Excerpts from a dataset:
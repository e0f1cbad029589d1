//! Response caching around a handler.

use crate::cache::{CacheGateway, CacheGatewayExt};
use crate::{CacheKey, CacheOptions, HandlerIdentity, KeyBuilder, NormalizedResult, RequestContext};
use cachet_core::{CachetError, CachetResult};
use std::fmt;
use std::future::Future;
use std::sync::Arc;
use tracing::{debug, warn};

/// How a request was served.
#[derive(Debug, Clone, Copy, PartialEq, Eq)]
pub enum CacheStatus {
    /// Served from the store; the handler did not run.
    Hit,
    /// Handler ran and its result was stored.
    Miss,
    /// Handler ran and its result was not eligible for storing.
    Bypass,
}

impl CacheStatus {
    /// Value for the `X-Cache` response header.
    #[must_use]
    pub const fn as_str(self) -> &'static str {
        match self {
            Self::Hit => "HIT",
            Self::Miss => "MISS",
            Self::Bypass => "BYPASS",
        }
    }
}

impl fmt::Display for CacheStatus {
    fn fmt(&self, f: &mut fmt::Formatter<'_>) -> fmt::Result {
        f.write_str(self.as_str())
    }
}

/// Result of a cached call.
#[derive(Debug, Clone, PartialEq, Eq)]
pub struct CacheOutcome {
    pub result: NormalizedResult,
    pub status: CacheStatus,
    pub key: CacheKey,
}

/// Caches the responses of one handler.
///
/// Store failures never fail the request: a failed lookup counts as a miss
/// and a failed write is logged and dropped.
#[derive(Clone)]
pub struct CacheWrapper {
    identity: HandlerIdentity,
    options: CacheOptions,
    keys: KeyBuilder,
    gateway: Arc<dyn CacheGateway>,
}

impl CacheWrapper {
    /// Creates a wrapper for the handler with the given identity.
    #[must_use]
    pub fn new(
        identity: HandlerIdentity,
        options: CacheOptions,
        keys: KeyBuilder,
        gateway: Arc<dyn CacheGateway>,
    ) -> Self {
        Self {
            identity,
            options,
            keys,
            gateway,
        }
    }

    /// Identity of the wrapped handler.
    #[must_use]
    pub const fn identity(&self) -> &HandlerIdentity {
        &self.identity
    }

    /// Options in effect.
    #[must_use]
    pub const fn options(&self) -> &CacheOptions {
        &self.options
    }

    /// Computes the key a request maps to.
    pub fn cache_key(&self, request: &RequestContext) -> CachetResult<CacheKey> {
        let identifier = request.path_param(&self.options.instance_id_param);
        self.keys
            .build_key(&self.identity, request, &self.options, identifier)
    }

    /// Serves `request` from the store, or runs `handler` and stores its result.
    ///
    /// The handler runs at most once and not at all on a hit. Handler errors
    /// are returned unchanged and nothing is stored for that call.
    pub async fn call<F, Fut, E>(&self, request: &RequestContext, handler: F) -> Result<CacheOutcome, E>
    where
        F: FnOnce() -> Fut,
        Fut: Future<Output = Result<NormalizedResult, E>>,
        E: From<CachetError>,
    {
        let key = self.cache_key(request)?;

        if let Some(result) = self.lookup(&key).await {
            debug!(key = %key, handler = %self.identity, "Serving cached response");
            return Ok(CacheOutcome {
                result,
                status: CacheStatus::Hit,
                key,
            });
        }

        let result = handler().await?;

        let status = if self.options.is_storable(request.method(), &result) {
            self.store(&key, &result).await;
            CacheStatus::Miss
        } else {
            debug!(
                key = %key,
                status = result.status,
                method = request.method(),
                "Response not eligible for caching"
            );
            CacheStatus::Bypass
        };

        Ok(CacheOutcome { result, status, key })
    }

    async fn lookup(&self, key: &CacheKey) -> Option<NormalizedResult> {
        match self.gateway.get::<NormalizedResult>(key.as_str()).await {
            Ok(found) => found,
            Err(e) => {
                warn!(key = %key, error = %e, "Cache lookup failed, treating as miss");
                None
            }
        }
    }

    async fn store(&self, key: &CacheKey, result: &NormalizedResult) {
        if let Err(e) = self.gateway.set(key.as_str(), result, self.options.ttl).await {
            warn!(key = %key, error = %e, "Failed to store response");
        }
    }
}

impl fmt::Debug for CacheWrapper {
    fn fmt(&self, f: &mut fmt::Formatter<'_>) -> fmt::Result {
        f.debug_struct("CacheWrapper")
            .field("identity", &self.identity)
            .field("options", &self.options)
            .field("keys", &self.keys)
            .field("gateway_enabled", &self.gateway.is_enabled())
            .finish()
    }
}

WHAT YOU NEED TO DO: Determine how many lines above hold the word "NormalizedResult", then give only that number.

TASK RESULT: 6